The reason I started work at 8:45am was to create enough time in our working schedule for a fortnightly “early afternoon”. Every two weeks the office closed early and we all rushed off to nearby shops to pay bills, bank cheques and so on. It afforded a small amount of flexibility in our otherwise regimented working lives.
Clearly, this was a time before 24 hour shopping. It was a world that stopped after 6pm.
Inside the office, the decor of the moment was beige. Office landscapes were designed like wagon trains – the management encircling the worker who eeked out their existence in brown hessian covered partitions surrounded by inboxes, outboxes, reading materials and filing cabinets. The only piece of technology to be seen was the Commander telephone.

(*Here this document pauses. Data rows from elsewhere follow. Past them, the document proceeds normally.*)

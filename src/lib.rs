//! statr - Statistics engine for tabular data analysis
//!
//! statr computes descriptive statistics, correlation, regression, parametric
//! and non-parametric hypothesis tests and simple time series summaries over
//! numeric samples, and dispatches named analyses over raw data columns.
//!
//! # Architecture
//!
//! ```text
//! ┌─────────────────────────────────────────────────────────┐
//! │                      analysis                            │
//! │   (method selectors, raw column coercion, history)      │
//! └──────────────────────────┬──────────────────────────────┘
//!                            │ uses
//! ┌──────────────────────────▼──────────────────────────────┐
//! │                        stats                             │
//! │  (algorithm traits, StatsEngine, distributions, math)   │
//! └─────────────────────────────────────────────────────────┘
//! ```
//!
//! # Modules
//!
//! - [`stats`] - Algorithm traits, the [`StatsEngine`] client, result records,
//!   continuous distributions and scalar math utilities
//! - [`analysis`] - Method dispatcher, tagged outcomes and analysis history
//!
//! # Logging
//!
//! Entry points emit `tracing` events (`debug` on entry, `warn` for non-fatal
//! conditions such as low expected counts). statr never installs a
//! subscriber.
//!
//! # Example
//!
//! ```
//! use statr::{HypothesisTestingAlgorithms, StatsConfig, StatsEngine};
//!
//! let engine = StatsEngine::new(StatsConfig::strict()).unwrap();
//! let control = [5.1, 4.9, 5.3, 5.0, 5.2];
//! let treated = [6.0, 6.2, 5.9, 6.1, 6.3];
//!
//! let result = engine.independent_ttest(&control, &treated).unwrap();
//! assert!(result.significant);
//! println!("{}", result.summary());
//! ```

pub mod analysis;
pub mod stats;

// Re-export main types for convenience
pub use analysis::{Analysis, AnalysisHistory, AnalysisMethod, AnalysisOutcome, run_analysis};
pub use stats::{
    // Algorithm traits
    CorrelationAlgorithms,
    DescriptiveStatisticsAlgorithms,
    HypothesisTestingAlgorithms,
    NonParametricAlgorithms,
    RegressionAlgorithms,
    // Errors
    StatsError,
    StatsResult,
    // Engine and configuration
    StatsConfig,
    StatsEngine,
    TimeSeriesAlgorithms,
};
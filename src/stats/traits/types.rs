//! Result records for statistical algorithms.
//!
//! Every record keeps full precision. Rounding happens only in the
//! `summary()` strings meant for display.

use crate::stats::interpretation::{
    CorrelationStrength, EffectSize, KurtosisShape, Normality, SeasonalityStrength,
    SkewnessShape, TrendDirection, Variability,
};
use serde::{Deserialize, Serialize};

/// Descriptive statistics of a sample.
#[derive(Debug, Clone, PartialEq, Serialize, Deserialize)]
#[serde(rename_all = "camelCase")]
pub struct DescriptiveStats {
    /// Number of observations
    pub count: usize,
    pub mean: f64,
    pub median: f64,
    /// Smallest of the most frequent values
    pub mode: f64,
    /// Sample standard deviation
    pub std: f64,
    /// Sample variance (n - 1 denominator)
    pub variance: f64,
    pub min: f64,
    pub max: f64,
    /// max - min
    pub range: f64,
    pub q1: f64,
    pub q2: f64,
    pub q3: f64,
    /// q3 - q1
    pub iqr: f64,
    /// Bias-adjusted skewness (None when n < 3 or the sample is constant)
    pub skewness: Option<f64>,
    /// Bias-adjusted excess kurtosis (None when n < 4 or the sample is constant)
    pub kurtosis: Option<f64>,
    /// Coefficient of variation in percent, std / |mean| · 100 (None when mean = 0)
    pub cv: Option<f64>,
}

/// Spread of a sample with a qualitative reading of the CV.
#[derive(Debug, Clone, PartialEq, Serialize, Deserialize)]
#[serde(rename_all = "camelCase")]
pub struct DispersionSummary {
    pub range: f64,
    pub variance: f64,
    pub std: f64,
    pub iqr: f64,
    pub cv: Option<f64>,
    pub variability: Option<Variability>,
}

impl DispersionSummary {
    pub fn summary(&self) -> String {
        match (self.cv, self.variability) {
            (Some(cv), Some(level)) => format!(
                "The coefficient of variation is {cv:.2}%, so relative dispersion is {level}."
            ),
            _ => format!(
                "The mean is zero, so the coefficient of variation is undefined (std = {:.3}).",
                self.std
            ),
        }
    }
}

/// Shape of a sample: quartiles, skewness and kurtosis with their labels,
/// and the normality verdict when both shape measures are defined.
#[derive(Debug, Clone, PartialEq, Serialize, Deserialize)]
#[serde(rename_all = "camelCase")]
pub struct DistributionSummary {
    pub q1: f64,
    pub q2: f64,
    pub q3: f64,
    pub skewness: Option<f64>,
    pub kurtosis: Option<f64>,
    pub skewness_shape: Option<SkewnessShape>,
    pub kurtosis_shape: Option<KurtosisShape>,
    /// None when n < 4 or the sd is zero or not finite
    pub normality: Option<Normality>,
    pub is_normal: Option<bool>,
}

impl DistributionSummary {
    pub fn summary(&self) -> String {
        let skew = self
            .skewness_shape
            .map_or_else(|| "of undetermined symmetry".to_string(), |s| s.to_string());
        let kurt = self
            .kurtosis_shape
            .map_or_else(|| "undetermined".to_string(), |k| k.to_string());
        match self.normality {
            Some(normality) => format!(
                "The distribution is {skew}; its kurtosis is {kurt}; overall it is {normality}."
            ),
            None => format!("The distribution is {skew}; its kurtosis is {kurt}."),
        }
    }
}

/// One bin of an equal-width frequency table.
#[derive(Debug, Clone, PartialEq, Serialize, Deserialize)]
#[serde(rename_all = "camelCase")]
pub struct FrequencyBin {
    pub range_start: f64,
    pub range_end: f64,
    pub frequency: usize,
    pub relative_frequency: f64,
    pub cumulative_frequency: usize,
    pub cumulative_relative_frequency: f64,
}

impl FrequencyBin {
    /// Bin label such as `"1.00 - 2.50"`.
    pub fn label(&self) -> String {
        format!("{:.2} - {:.2}", self.range_start, self.range_end)
    }
}

/// Tukey-fence outlier detection.
#[derive(Debug, Clone, PartialEq, Serialize, Deserialize)]
#[serde(rename_all = "camelCase")]
pub struct OutlierReport {
    pub q1: f64,
    pub q3: f64,
    pub iqr: f64,
    pub lower_bound: f64,
    pub upper_bound: f64,
    /// Outlying values in input order
    pub outliers: Vec<f64>,
    /// Positions of the outliers in the input
    pub indices: Vec<usize>,
}

/// Result of the skewness/kurtosis normality heuristic.
#[derive(Debug, Clone, PartialEq, Serialize, Deserialize)]
#[serde(rename_all = "camelCase")]
pub struct NormalityAssessment {
    pub stats: DescriptiveStats,
    pub skewness: f64,
    pub kurtosis: f64,
    pub normality: Normality,
    /// Both |skewness| and |kurtosis| are at most 1
    pub is_normal: bool,
}

/// Which correlation coefficient was computed.
#[derive(Debug, Clone, Copy, PartialEq, Eq, Serialize, Deserialize)]
#[serde(rename_all = "snake_case")]
pub enum CorrelationMethod {
    Pearson,
    Spearman,
}

/// Correlation coefficient with its significance test.
#[derive(Debug, Clone, PartialEq, Serialize, Deserialize)]
#[serde(rename_all = "camelCase")]
pub struct CorrelationResult {
    pub method: CorrelationMethod,
    pub coefficient: f64,
    /// t statistic (Pearson) or z statistic (Spearman)
    pub statistic: f64,
    /// Degrees of freedom of the t test; None for the normal approximation
    pub df: Option<f64>,
    pub p_value: f64,
    pub significant: bool,
    pub strength: CorrelationStrength,
    pub n: usize,
}

impl CorrelationResult {
    pub fn summary(&self) -> String {
        let name = match self.method {
            CorrelationMethod::Pearson => "r",
            CorrelationMethod::Spearman => "rho",
        };
        format!(
            "{name} = {:.3}, p = {:.4} ({} correlation)",
            self.coefficient, self.p_value, self.strength
        )
    }
}

/// Simple linear regression y = intercept + slope·x.
#[derive(Debug, Clone, PartialEq, Serialize, Deserialize)]
#[serde(rename_all = "camelCase")]
pub struct SimpleRegressionResult {
    pub slope: f64,
    pub intercept: f64,
    /// Pearson correlation coefficient
    pub rvalue: f64,
    pub r_squared: f64,
    pub f_statistic: f64,
    pub df_regression: f64,
    pub df_residual: f64,
    pub p_value: f64,
    pub significant: bool,
    /// Residual standard error √(SSres / (n - 2))
    pub standard_error: f64,
    pub slope_stderr: f64,
    pub intercept_stderr: f64,
    /// slope / slope_stderr
    pub t_statistic: f64,
    pub n: usize,
    /// Fitted line such as `y = 2.0000x + 3.0000`
    pub equation: String,
}

impl SimpleRegressionResult {
    /// Predicted value at `x`.
    pub fn predict(&self, x: f64) -> f64 {
        self.intercept + self.slope * x
    }

    pub fn equation(&self) -> &str {
        &self.equation
    }

    pub fn summary(&self) -> String {
        format!(
            "{}, R² = {:.3}, F({}, {}) = {:.3}, p = {:.4}",
            self.equation(),
            self.r_squared,
            self.df_regression,
            self.df_residual,
            self.f_statistic,
            self.p_value
        )
    }
}

/// Multiple linear regression by least squares.
#[derive(Debug, Clone, PartialEq, Serialize, Deserialize)]
#[serde(rename_all = "camelCase")]
pub struct MultipleRegressionResult {
    /// One coefficient per design-matrix column
    pub coefficients: Vec<f64>,
    pub standard_errors: Vec<f64>,
    pub t_statistics: Vec<f64>,
    /// Two-sided p-value of each coefficient
    pub p_values: Vec<f64>,
    pub r_squared: f64,
    pub adjusted_r_squared: f64,
    pub f_statistic: f64,
    pub f_p_value: f64,
    pub df_regression: f64,
    pub df_residual: f64,
    pub significant: bool,
    pub n: usize,
    /// Equation such as `y = 1.0000 + 2.0000·x1 - 0.5000·x2`
    pub equation: String,
}

impl MultipleRegressionResult {
    pub fn equation(&self) -> &str {
        &self.equation
    }

    pub fn summary(&self) -> String {
        format!(
            "{}, R² = {:.3}, F({}, {}) = {:.3}, p = {:.4}",
            self.equation(),
            self.r_squared,
            self.df_regression,
            self.df_residual,
            self.f_statistic,
            self.f_p_value
        )
    }
}

/// `y = 2.0000x + 3.0000`, with the intercept sign folded into the operator.
pub(crate) fn line_equation(slope: f64, intercept: f64) -> String {
    let sign = if intercept < 0.0 { '-' } else { '+' };
    format!("y = {slope:.4}x {sign} {:.4}", intercept.abs())
}

/// `y = b0 + b1·x1 + ...` over the coefficients of a design with an intercept column.
pub(crate) fn linear_equation(coefficients: &[f64]) -> String {
    let mut out = String::from("y =");
    for (i, b) in coefficients.iter().enumerate() {
        if i == 0 {
            out.push_str(&format!(" {b:.4}"));
        } else {
            let sign = if *b < 0.0 { '-' } else { '+' };
            out.push_str(&format!(" {sign} {:.4}·x{i}", b.abs()));
        }
    }
    out
}

/// Two-sided confidence interval.
#[derive(Debug, Clone, Copy, PartialEq, Serialize, Deserialize)]
#[serde(rename_all = "camelCase")]
pub struct ConfidenceInterval {
    pub level: f64,
    pub lower: f64,
    pub upper: f64,
}

/// Which t test produced a [`TTestResult`].
#[derive(Debug, Clone, Copy, PartialEq, Eq, Serialize, Deserialize)]
#[serde(rename_all = "snake_case")]
pub enum TTestKind {
    /// Welch's test for independent samples
    Independent,
    /// One-sample test on paired differences
    Paired,
}

/// Result of an independent or paired t test.
#[derive(Debug, Clone, PartialEq, Serialize, Deserialize)]
#[serde(rename_all = "camelCase")]
pub struct TTestResult {
    pub kind: TTestKind,
    pub t_statistic: f64,
    pub df: f64,
    pub p_value: f64,
    pub significant: bool,
    /// Mean of the first sample (`before` for paired tests)
    pub mean1: f64,
    /// Mean of the second sample (`after` for paired tests)
    pub mean2: f64,
    pub variance1: f64,
    pub variance2: f64,
    /// mean1 - mean2 (independent) or mean(after - before) (paired)
    pub mean_difference: f64,
    pub standard_error: f64,
    pub confidence_interval: ConfidenceInterval,
    pub cohens_d: f64,
    pub effect_size: EffectSize,
    pub n1: usize,
    pub n2: usize,
}

impl TTestResult {
    pub fn summary(&self) -> String {
        format!(
            "t({}) = {:.3}, p = {:.4}, Cohen's d = {:.3} ({} effect)",
            self.df, self.t_statistic, self.p_value, self.cohens_d, self.effect_size
        )
    }
}

/// One-way ANOVA table.
#[derive(Debug, Clone, PartialEq, Serialize, Deserialize)]
#[serde(rename_all = "camelCase")]
pub struct AnovaResult {
    pub f_statistic: f64,
    pub df_between: f64,
    pub df_within: f64,
    pub ss_between: f64,
    pub ss_within: f64,
    pub ms_between: f64,
    pub ms_within: f64,
    pub p_value: f64,
    pub significant: bool,
    pub eta_squared: f64,
    pub effect_size: EffectSize,
    pub grand_mean: f64,
    pub group_means: Vec<f64>,
    pub group_sizes: Vec<usize>,
}

impl AnovaResult {
    pub fn summary(&self) -> String {
        format!(
            "F({}, {}) = {:.3}, p = {:.4}, η² = {:.3} ({} effect)",
            self.df_between,
            self.df_within,
            self.f_statistic,
            self.p_value,
            self.eta_squared,
            self.effect_size
        )
    }
}

/// Observed or expected counts: a flat list for goodness of fit, a
/// row-major table for independence.
#[derive(Debug, Clone, PartialEq, Serialize, Deserialize)]
#[serde(untagged)]
pub enum Frequencies {
    Counts(Vec<f64>),
    Table(Vec<Vec<f64>>),
}

impl Frequencies {
    /// Sum of all cells.
    pub fn total(&self) -> f64 {
        match self {
            Self::Counts(c) => c.iter().sum(),
            Self::Table(t) => t.iter().flatten().sum(),
        }
    }
}

/// Chi-square goodness-of-fit or independence test.
#[derive(Debug, Clone, PartialEq, Serialize, Deserialize)]
#[serde(rename_all = "camelCase")]
pub struct ChiSquareResult {
    pub chi_square: f64,
    pub df: f64,
    pub p_value: f64,
    pub significant: bool,
    pub cramers_v: f64,
    pub effect_size: EffectSize,
    pub observed: Frequencies,
    pub expected: Frequencies,
    /// Non-fatal validity warnings (low expected counts)
    pub warnings: Vec<String>,
}

impl ChiSquareResult {
    pub fn summary(&self) -> String {
        format!(
            "χ²({}) = {:.3}, p = {:.4}, Cramer's V = {:.3} ({} effect)",
            self.df, self.chi_square, self.p_value, self.cramers_v, self.effect_size
        )
    }
}

/// Mann-Whitney U test (normal approximation).
#[derive(Debug, Clone, PartialEq, Serialize, Deserialize)]
#[serde(rename_all = "camelCase")]
pub struct MannWhitneyResult {
    /// min(U1, U2)
    pub u_statistic: f64,
    pub u1: f64,
    pub u2: f64,
    pub z_score: f64,
    pub p_value: f64,
    pub significant: bool,
    /// |z| / √(n1 + n2)
    pub effect_size_r: f64,
    pub effect_size: EffectSize,
    pub rank_sum1: f64,
    pub rank_sum2: f64,
    pub mean_rank1: f64,
    pub mean_rank2: f64,
    pub n1: usize,
    pub n2: usize,
}

impl MannWhitneyResult {
    pub fn summary(&self) -> String {
        format!(
            "U = {:.1}, z = {:.3}, p = {:.4}, r = {:.3} ({} effect)",
            self.u_statistic, self.z_score, self.p_value, self.effect_size_r, self.effect_size
        )
    }
}

/// Wilcoxon signed-rank test (normal approximation).
#[derive(Debug, Clone, PartialEq, Serialize, Deserialize)]
#[serde(rename_all = "camelCase")]
pub struct WilcoxonResult {
    /// min(W+, W-)
    pub w_statistic: f64,
    pub positive_rank_sum: f64,
    pub negative_rank_sum: f64,
    pub z_score: f64,
    pub p_value: f64,
    pub significant: bool,
    /// |z| / √n
    pub effect_size_r: f64,
    pub effect_size: EffectSize,
    /// Pairs with a non-zero difference
    pub n: usize,
    /// Pairs dropped because the difference was zero
    pub zero_differences: usize,
}

impl WilcoxonResult {
    pub fn summary(&self) -> String {
        format!(
            "W = {:.1}, z = {:.3}, p = {:.4}, r = {:.3} ({} effect)",
            self.w_statistic, self.z_score, self.p_value, self.effect_size_r, self.effect_size
        )
    }
}

/// Linear trend over index positions.
#[derive(Debug, Clone, PartialEq, Serialize, Deserialize)]
#[serde(rename_all = "camelCase")]
pub struct Trend {
    pub slope: f64,
    pub intercept: f64,
    /// Centred moving average; shorter than the series by window - 1
    pub moving_average: Vec<f64>,
    pub direction: TrendDirection,
}

/// Period-based seasonality estimate.
#[derive(Debug, Clone, PartialEq, Serialize, Deserialize)]
#[serde(tag = "status", rename_all = "snake_case")]
pub enum Seasonality {
    /// Fewer than two full periods of data.
    InsufficientData { required: usize, got: usize },
    /// Enough data, but relative strength has no meaning (zero grand mean).
    Undefined { period: usize, reason: String },
    #[serde(rename_all = "camelCase")]
    Estimated {
        period: usize,
        /// RMS deviation of seasonal means from the grand mean, over |grand mean|
        strength: f64,
        /// strength > 0.1
        seasonal: bool,
        seasonal_means: Vec<f64>,
        interpretation: SeasonalityStrength,
    },
}

/// Trend and seasonality of a series, plus its correlation with a companion series.
#[derive(Debug, Clone, PartialEq, Serialize, Deserialize)]
#[serde(rename_all = "camelCase")]
pub struct TimeSeriesResult {
    pub trend: Trend,
    pub seasonality: Seasonality,
    /// Pearson r between the two series; None when it is undefined
    pub correlation: Option<f64>,
}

And yes, your desktop really was a desktop – there was not a computer in sight.
And while this environment looked and felt safe, conservative and controlled – it was anything but – for technology was about to create a massive disruption within the workplace – one from which we would never recover.
It began with green screen – or orange screen – computers. Hovering over our desks, they looked like alien eyes peering back at us from unimagined future. Suddenly the activity of “work” shifted from the pad and pen – from the desk – onto the screen connected to a mainframe locked away in a climate controlled room in the basement. We were trained, supported and performance KPI’d. And then slowly it started.
A business case here and a business case there, and soon “desktop computers” began to sprout across the office. They were like great silent triffids gobbling up our old work practices and expectations. Some of my older colleagues gave up and took early retirement. Others retreated further up the management chain, defending their positions with computer-literate PAs and assistants.
Eventually the desk was replaced with the desktop.
We now face yet another wave of disruptive change. Many now cling as tightly to their laptop computers and email as my colleagues once did with their pens, pads and sense of tradition. But those days are over. The future of work isn’t about desks or even offices. It’s mobile and it’s already here. It’s time to turn it on.